Initially misclassified as a Monero cryptocurrency miner, this malware is now recognized for its impressive capabilities, including TOR-based traffic concealment, autonomous updates from trusted sources, and a custom EternalBlue SMBv1 exploit developed prior to its public disclosure. Although the malware’s exact purpose remains unclear, its level of sophistication suggests it might be an advanced persistent threat (APT).
The malware’s initial discovery occurred when Kaspersky found its shellcode injected into the WININIT.EXE process, a legitimate Windows OS process. Investigating the injected code revealed that StripedFly downloads and executes additional files from trustworthy hosting services such as Bitbucket, GitHub, and GitLab.
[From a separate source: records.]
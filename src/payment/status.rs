//! Payment-level status taxonomy and the allowed-action matrix.
//!
//! Payment status is distinct from operation status: it describes the
//! payment as a whole ("as of last sync") and drives the mapping onto
//! order lifecycle states.

use serde::{Deserialize, Serialize};
use std::fmt;

#[derive(Debug, Clone, Copy, Serialize, Deserialize, PartialEq, Eq, Hash)]
pub enum PaymentStatus {
    #[serde(rename = "initial")]
    Initial,
    #[serde(rename = "awaiting confirmation")]
    AwaitingConfirmation,
    #[serde(rename = "awaiting customer")]
    AwaitingCustomer,
    #[serde(rename = "awaiting capture")]
    AwaitingCapture,
    #[serde(rename = "success")]
    Success,
    #[serde(rename = "decline")]
    Decline,
    #[serde(rename = "decline renewal")]
    DeclineRenewal,
    #[serde(rename = "expired")]
    Expired,
    #[serde(rename = "internal error")]
    InternalError,
    #[serde(rename = "external error")]
    ExternalError,
    #[serde(rename = "processing")]
    Processing,
    #[serde(rename = "external processing")]
    ExternalProcessing,
    #[serde(rename = "partially refunded")]
    PartiallyRefunded,
    #[serde(rename = "partially reversed")]
    PartiallyReversed,
    #[serde(rename = "refunded")]
    Refunded,
    #[serde(rename = "reversed")]
    Reversed,
}

impl PaymentStatus {
    /// Localizable display name used when composing audit notes.
    pub fn display_name(&self) -> &'static str {
        match self {
            PaymentStatus::Initial => "Initial",
            PaymentStatus::AwaitingConfirmation => "Awaiting confirmation",
            PaymentStatus::AwaitingCustomer => "Awaiting customer",
            PaymentStatus::AwaitingCapture => "Awaiting capture",
            PaymentStatus::Success => "Success",
            PaymentStatus::Decline => "Decline",
            PaymentStatus::DeclineRenewal => "Decline renewal",
            PaymentStatus::Expired => "Expired",
            PaymentStatus::InternalError => "Internal error",
            PaymentStatus::ExternalError => "External error",
            PaymentStatus::Processing => "Processing",
            PaymentStatus::ExternalProcessing => "External processing",
            PaymentStatus::PartiallyRefunded => "Partially refunded",
            PaymentStatus::PartiallyReversed => "Partially reversed",
            PaymentStatus::Refunded => "Refunded",
            PaymentStatus::Reversed => "Reversed",
        }
    }
}

impl fmt::Display for PaymentStatus {
    fn fmt(&self, f: &mut fmt::Formatter<'_>) -> fmt::Result {
        write!(f, "{}", self.display_name())
    }
}

/// Actions whose availability depends on the current payment status.
#[derive(Debug, Clone, Copy, PartialEq, Eq, Hash)]
pub enum PaymentAction {
    Refund,
    Renew,
    Cancel,
}

impl PaymentAction {
    /// Payment statuses from which the action is permitted.
    pub fn allowed_states(&self) -> &'static [PaymentStatus] {
        match self {
            PaymentAction::Refund => &[
                PaymentStatus::PartiallyRefunded,
                PaymentStatus::PartiallyReversed,
                PaymentStatus::Success,
            ],
            PaymentAction::Renew => &[PaymentStatus::AwaitingCapture],
            PaymentAction::Cancel => &[PaymentStatus::AwaitingCapture],
        }
    }
}

#[cfg(test)]
mod tests {
    use super::*;

    #[test]
    fn refund_is_only_allowed_from_refundable_states() {
        let allowed = PaymentAction::Refund.allowed_states();
        assert!(allowed.contains(&PaymentStatus::Success));
        assert!(allowed.contains(&PaymentStatus::PartiallyRefunded));
        assert!(!allowed.contains(&PaymentStatus::Processing));
        assert!(!allowed.contains(&PaymentStatus::Refunded));
    }

    #[test]
    fn payment_status_round_trips_wire_strings() {
        let parsed: PaymentStatus =
            serde_json::from_str("\"partially refunded\"").expect("should deserialize");
        assert_eq!(parsed, PaymentStatus::PartiallyRefunded);
        assert_eq!(
            serde_json::to_string(&PaymentStatus::AwaitingCapture).expect("should serialize"),
            "\"awaiting capture\""
        );
    }
}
These infected devices were likely first breached through a custom EternalBlue SMBv1 exploit targeting internet-exposed computers. StripedFly also employs a custom TOR network client to protect its communications, allowing it to disable SMBv1 protocol and spread across Windows and Linux devices using SSH and EternalBlue. The command and control (C2) server operates on the TOR network, communicating with victims through frequent beacon messages containing unique IDs.
StripedFly’s persistence on Windows systems adapts to privilege levels and the presence of PowerShell. For Linux systems, it operates under the name ‘sd-pam’ and maintains persistence through systemd services, autostarting .desktop files, or modifications to various profile and startup files. Kaspersky’s analysis suggests that StripedFly has infected at least 220,000 Windows systems since February 2022, and it is estimated to have infected over one million devices in total. This malware operates as a monolithic binary with pluggable modules, providing operational versatility.
These modules include configuration storage, update/uninstall management, reverse proxy, miscellaneous command execution, credential harvesting, repeatable tasks under specific conditions, system reconnaissance, SSH and SMBv1 infection, and Monero mining, used as a diversion tactic while its primary objectives include data theft and system exploitation.
Researchers also found links between StripedFly and the ransomware variant ThunderCrypt, indicating a connection to the same C2 server. The presence of a ‘repeatable tasks module’ suggests potential interest in revenue generation through some victims.